Get Your Sh*t Together: Your House is a Mess; Invite Friends Anyway.

Stop waiting for everything to be perfect.

Your House it a mess - Have people over anyway

There will never be a time when the Queen of England, Beyonce, and The New York Times food critic converge on your doorstep for a formal dinner party, so stop the bullshit excuses about not having company over "until you've got your shit together."

By not allowing friends and family into your personal spaces you are diminishing your opportunities for intimacy and friendship and deep fried appetizers - you know, the important things in life. I'm all for well-organized common areas and tidy surroundings, but to put off enjoyment for sake of a cluttered set of bookshelves is just plain stupid. By waiting until the perfect conditions for company are met, you are punishing yourself. You are punishing your family. You are missing out on the joy that delivery pizza, beer, and friends can offer when gathered in a toy-filled family room.  

I've been an independent adult with the ability to entertain others for over 20 years. In that time, I have done so only a handful of times — up until the last five years. Before that, I issued invitations two weeks in advance, allowing myself that time to plan menus, steam clean carpets, paint baseboard trim, and purchase matching creamer and sugar sets. I was a new-bride, then a new-mom, then a newly-single woman and there was always something in my environment completely beyond my control, with me standing behind it, proverbial whip in hand, trying to organize chaos. 
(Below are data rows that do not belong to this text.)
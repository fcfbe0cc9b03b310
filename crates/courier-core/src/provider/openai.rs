//! OpenAI-compatible backend adapter
//!
//! Speaks the Chat Completions API, which also covers DeepSeek and other
//! compatible gateways when pointed at their base URL.

use crate::conversation::{ContentBlock, Message};
use crate::error::{classify, CourierError, CourierResult, RawProviderError};
use crate::models::{descriptor_for, ModelDescriptor};
use crate::provider::adapter::{ModelInfo, Provider, RequestMetadata};
use crate::provider::config::{ModelParameters, ProviderConfig};
use crate::stream::EventStream;
use async_trait::async_trait;
use reqwest::Client;
use serde_json::{json, Value};
use std::collections::HashMap;
use std::sync::OnceLock;

pub(crate) const PROVIDER_NAME: &str = "openai";
const DEFAULT_BASE_URL: &str = "https://api.openai.com/v1";

/// OpenAI-compatible adapter bound to one model
pub struct OpenAiProvider {
    api_key: String,
    base_url: String,
    extra_headers: HashMap<String, String>,
    params: ModelParameters,
    descriptor: ModelDescriptor,
    client: OnceLock<Client>,
}

impl OpenAiProvider {
    /// Create a new OpenAI-compatible adapter
    ///
    /// Fails with a configuration error when no API key can be resolved.
    pub fn new(config: &ProviderConfig, params: ModelParameters) -> CourierResult<Self> {
        let api_key = config.resolve_api_key(PROVIDER_NAME).ok_or_else(|| {
            CourierError::config(
                "no API key for openai; set OPENAI_API_KEY or configure one explicitly",
            )
        })?;
        let descriptor = descriptor_for(&params.model);
        Ok(Self {
            api_key,
            base_url: config.resolve_base_url(DEFAULT_BASE_URL),
            extra_headers: config.headers.clone(),
            params,
            descriptor,
            client: OnceLock::new(),
        })
    }

    fn client(&self) -> &Client {
        self.client.get_or_init(Client::new)
    }

    fn wire_block(block: &ContentBlock) -> Value {
        match block {
            ContentBlock::Text { text } => json!({
                "type": "text",
                "text": text,
            }),
            ContentBlock::Image { media_type, data } => json!({
                "type": "image_url",
                "image_url": {
                    "url": format!("data:{media_type};base64,{data}"),
                },
            }),
        }
    }

    /// A lone text block stays a plain string; anything else becomes parts
    fn wire_content(content: &[ContentBlock]) -> Value {
        match content {
            [ContentBlock::Text { text }] => json!(text),
            _ => Value::Array(content.iter().map(Self::wire_block).collect()),
        }
    }

    fn wire_messages(system_prompt: &str, messages: &[Message]) -> Vec<Value> {
        let mut wire = Vec::with_capacity(messages.len() + 1);
        if !system_prompt.is_empty() {
            wire.push(json!({"role": "system", "content": system_prompt}));
        }
        for message in messages {
            wire.push(json!({
                "role": message.role.to_string(),
                "content": Self::wire_content(&message.content),
            }));
        }
        wire
    }

    fn request_body(
        &self,
        system_prompt: &str,
        messages: &[Message],
        metadata: Option<&RequestMetadata>,
        stream: bool,
    ) -> Value {
        let mut body = json!({
            "model": self.params.model,
            "messages": Self::wire_messages(system_prompt, messages),
        });

        if stream {
            body["stream"] = json!(true);
            // Without this opt-in the final usage chunk never arrives.
            body["stream_options"] = json!({"include_usage": true});
        }

        if let Some(max_tokens) = self.params.max_tokens {
            body["max_tokens"] = json!(max_tokens);
        }
        if let Some(temperature) = self.params.temperature {
            body["temperature"] = json!(temperature);
        }
        if let Some(task_id) = metadata.and_then(|m| m.task_id.as_deref()) {
            body["user"] = json!(task_id);
        }

        body
    }

    async fn post(&self, path: &str, body: &Value) -> CourierResult<reqwest::Response> {
        let url = format!("{}{path}", self.base_url);
        let mut request = self
            .client()
            .post(&url)
            .bearer_auth(&self.api_key)
            .json(body);
        for (key, value) in &self.extra_headers {
            request = request.header(key, value);
        }

        let response = request
            .send()
            .await
            .map_err(|e| classify(RawProviderError::from_transport(&e), PROVIDER_NAME))?;

        if !response.status().is_success() {
            let raw = RawProviderError::from_response(response).await;
            return Err(classify(raw, PROVIDER_NAME).into());
        }
        Ok(response)
    }
}

#[async_trait]
impl Provider for OpenAiProvider {
    fn name(&self) -> &'static str {
        PROVIDER_NAME
    }

    fn model(&self) -> ModelInfo {
        ModelInfo::new(self.params.model.clone(), self.descriptor.clone())
    }

    async fn create_message(
        &self,
        system_prompt: &str,
        messages: &[Message],
        metadata: Option<&RequestMetadata>,
    ) -> CourierResult<EventStream> {
        let body = self.request_body(system_prompt, messages, metadata, true);
        let response = self.post("/chat/completions", &body).await?;
        Ok(super::openai_stream::normalize(
            response.bytes_stream(),
            self.descriptor.clone(),
        ))
    }

    async fn complete_prompt(&self, prompt: &str) -> CourierResult<String> {
        let messages = [Message::user(prompt)];
        let body = self.request_body("", &messages, None, false);
        let response = self.post("/chat/completions", &body).await?;
        let value: Value = response
            .json()
            .await
            .map_err(|e| classify(RawProviderError::from_transport(&e), PROVIDER_NAME))?;
        let text = value["choices"][0]["message"]["content"]
            .as_str()
            .unwrap_or_default()
            .to_string();
        Ok(text)
    }
}
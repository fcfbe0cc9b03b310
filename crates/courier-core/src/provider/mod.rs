//! Backend adapters
//!
//! Each adapter owns the full round trip to one backend: building the wire
//! request, authenticating, and normalizing the response stream. Everything
//! provider-specific stays inside this module; callers see only the
//! [`Provider`] trait and normalized events.

mod adapter;
mod anthropic;
mod anthropic_stream;
mod config;
mod openai;
mod openai_stream;

pub use adapter::{ModelInfo, Provider, RequestMetadata};
pub use anthropic::AnthropicProvider;
pub use config::{ModelParameters, ProviderConfig};
pub use openai::OpenAiProvider;

use crate::conversation::{ContentBlock, Message};
use crate::error::{CourierError, CourierResult};
use crate::stream::EventStream;
use async_trait::async_trait;
use std::str::FromStr;

/// Supported backend families
#[derive(Debug, Clone, Copy, PartialEq, Eq, Hash)]
pub enum ProviderKind {
    /// Anthropic Messages API
    Anthropic,
    /// OpenAI Chat Completions API and compatible gateways
    OpenAi,
}

impl FromStr for ProviderKind {
    type Err = CourierError;

    fn from_str(s: &str) -> Result<Self, Self::Err> {
        match s.to_lowercase().as_str() {
            "anthropic" => Ok(Self::Anthropic),
            "openai" | "openai-compatible" => Ok(Self::OpenAi),
            other => Err(CourierError::config(format!("unknown provider: {other}"))),
        }
    }
}

impl std::fmt::Display for ProviderKind {
    fn fmt(&self, f: &mut std::fmt::Formatter<'_>) -> std::fmt::Result {
        let name = match self {
            ProviderKind::Anthropic => "anthropic",
            ProviderKind::OpenAi => "openai",
        };
        write!(f, "{name}")
    }
}

/// A constructed adapter wrapping the concrete implementations
///
/// Sized, so it coerces to `&dyn Provider` or `&dyn TokenCounter` wherever
/// either seam is expected.
pub enum ProviderInstance {
    Anthropic(AnthropicProvider),
    OpenAi(OpenAiProvider),
}

#[async_trait]
impl Provider for ProviderInstance {
    fn name(&self) -> &'static str {
        match self {
            Self::Anthropic(p) => p.name(),
            Self::OpenAi(p) => p.name(),
        }
    }

    fn model(&self) -> ModelInfo {
        match self {
            Self::Anthropic(p) => p.model(),
            Self::OpenAi(p) => p.model(),
        }
    }

    async fn create_message(
        &self,
        system_prompt: &str,
        messages: &[Message],
        metadata: Option<&RequestMetadata>,
    ) -> CourierResult<EventStream> {
        match self {
            Self::Anthropic(p) => p.create_message(system_prompt, messages, metadata).await,
            Self::OpenAi(p) => p.create_message(system_prompt, messages, metadata).await,
        }
    }

    async fn count_tokens(&self, content: &[ContentBlock]) -> CourierResult<u32> {
        match self {
            Self::Anthropic(p) => Provider::count_tokens(p, content).await,
            Self::OpenAi(p) => Provider::count_tokens(p, content).await,
        }
    }

    async fn complete_prompt(&self, prompt: &str) -> CourierResult<String> {
        match self {
            Self::Anthropic(p) => p.complete_prompt(prompt).await,
            Self::OpenAi(p) => p.complete_prompt(prompt).await,
        }
    }
}

/// Build the adapter for a backend
pub fn build_provider(
    kind: ProviderKind,
    config: &ProviderConfig,
    params: ModelParameters,
) -> CourierResult<ProviderInstance> {
    match kind {
        ProviderKind::Anthropic => Ok(ProviderInstance::Anthropic(AnthropicProvider::new(
            config, params,
        )?)),
        ProviderKind::OpenAi => Ok(ProviderInstance::OpenAi(OpenAiProvider::new(
            config, params,
        )?)),
    }
}

#[cfg(test)]
mod tests {
    use super::*;

    #[test]
    fn test_provider_kind_parsing() {
        assert_eq!("anthropic".parse::<ProviderKind>().unwrap(), ProviderKind::Anthropic);
        assert_eq!("openai".parse::<ProviderKind>().unwrap(), ProviderKind::OpenAi);
        assert_eq!(
            "openai-compatible".parse::<ProviderKind>().unwrap(),
            ProviderKind::OpenAi
        );
        assert_eq!("Anthropic".parse::<ProviderKind>().unwrap(), ProviderKind::Anthropic);
        assert!("gemini".parse::<ProviderKind>().is_err());
    }

    #[test]
    fn test_kind_display_round_trips() {
        for kind in [ProviderKind::Anthropic, ProviderKind::OpenAi] {
            assert_eq!(kind.to_string().parse::<ProviderKind>().unwrap(), kind);
        }
    }

    #[test]
    fn test_build_provider_dispatches() {
        let config = ProviderConfig::new().with_api_key("sk-test");

        let provider = build_provider(
            ProviderKind::Anthropic,
            &config,
            ModelParameters::new("claude-3-5-sonnet-20241022"),
        )
        .unwrap();
        assert_eq!(provider.name(), "anthropic");
        assert_eq!(provider.model().descriptor.context_window_tokens, 200_000);

        let provider = build_provider(
            ProviderKind::OpenAi,
            &config,
            ModelParameters::new("gpt-4o"),
        )
        .unwrap();
        assert_eq!(provider.name(), "openai");
        assert_eq!(provider.model().id, "gpt-4o");
    }
}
It took me until my late 30s to see reality: This chaos? This uncontrollable environment? This is life. 

I've often thought about who I was cleaning for. I didn't clean so much for family; I mean, they love me no matter the mess. Rather I cleaned for those I wished to impress, or those with whom I felt a degree of (self-imposed) competition. Then this week, I read "Why Scruffy Hospitality Creates Space for Friendship" and wished I had read it a decade ago: 

"Don’t allow a to-do list disqualify you from an evening with people you’re called to love in friendship. Scheduling is hard enough in our world. If it’s eating with kind, welcoming people in a less than perfect house versus eating alone, what do you think someone would choose? We tell our guests ‘come as you are,’ perhaps we should tell ourselves ‘host as you are."

The universe has a funny way of imposing balance: When your house is clean a kid will wake up barfing, when the kids are all healthy the screen door will be ripped, when the windows are all clean the fridge will be empty. If you wait for the perfect circumstances to have friends and family over to share food and conversation, you will be waiting forever, and before you know it, 20 years will have passed and all your friends have made new friends who let them see the inside of their houses, stained carpets and all. 

I can absolutely guarantee that no one will judge you by the amount of dust on your bathroom shelves, and should they choose to do so they are not worthy of your time or your hospitality. It is more likely that the presence of dust will reinforce their affection for you, because they too have dust in their homes and will feel a kinship.

There are a few things you should do before company comes, but the list is easy:  

  • Hide all your shit in the downstairs shower stall.
  • Make hand towels and/or toilet paper available. I don't judge.
  • Offer drinks and keep at least water available for self serve. 
  • Feed them something and it doesn't have to be fancy. Pool your loonies and get a bargain pizza. 

Your home need only be as clean as you and your family prefer — and this is different for every family but only your family gets a say so, stop worrying. 

Getting your shit together means having more good days than bad, and includes enjoyable social engagement with other human beings whose views you can tolerate/laugh at when they leave. Challenge yourself to issue an impromptu invite this week, because even super-introverts with less-than-showroom-perfect homes need human interaction more than once a decade, so have some friends over for a goddamn pizza.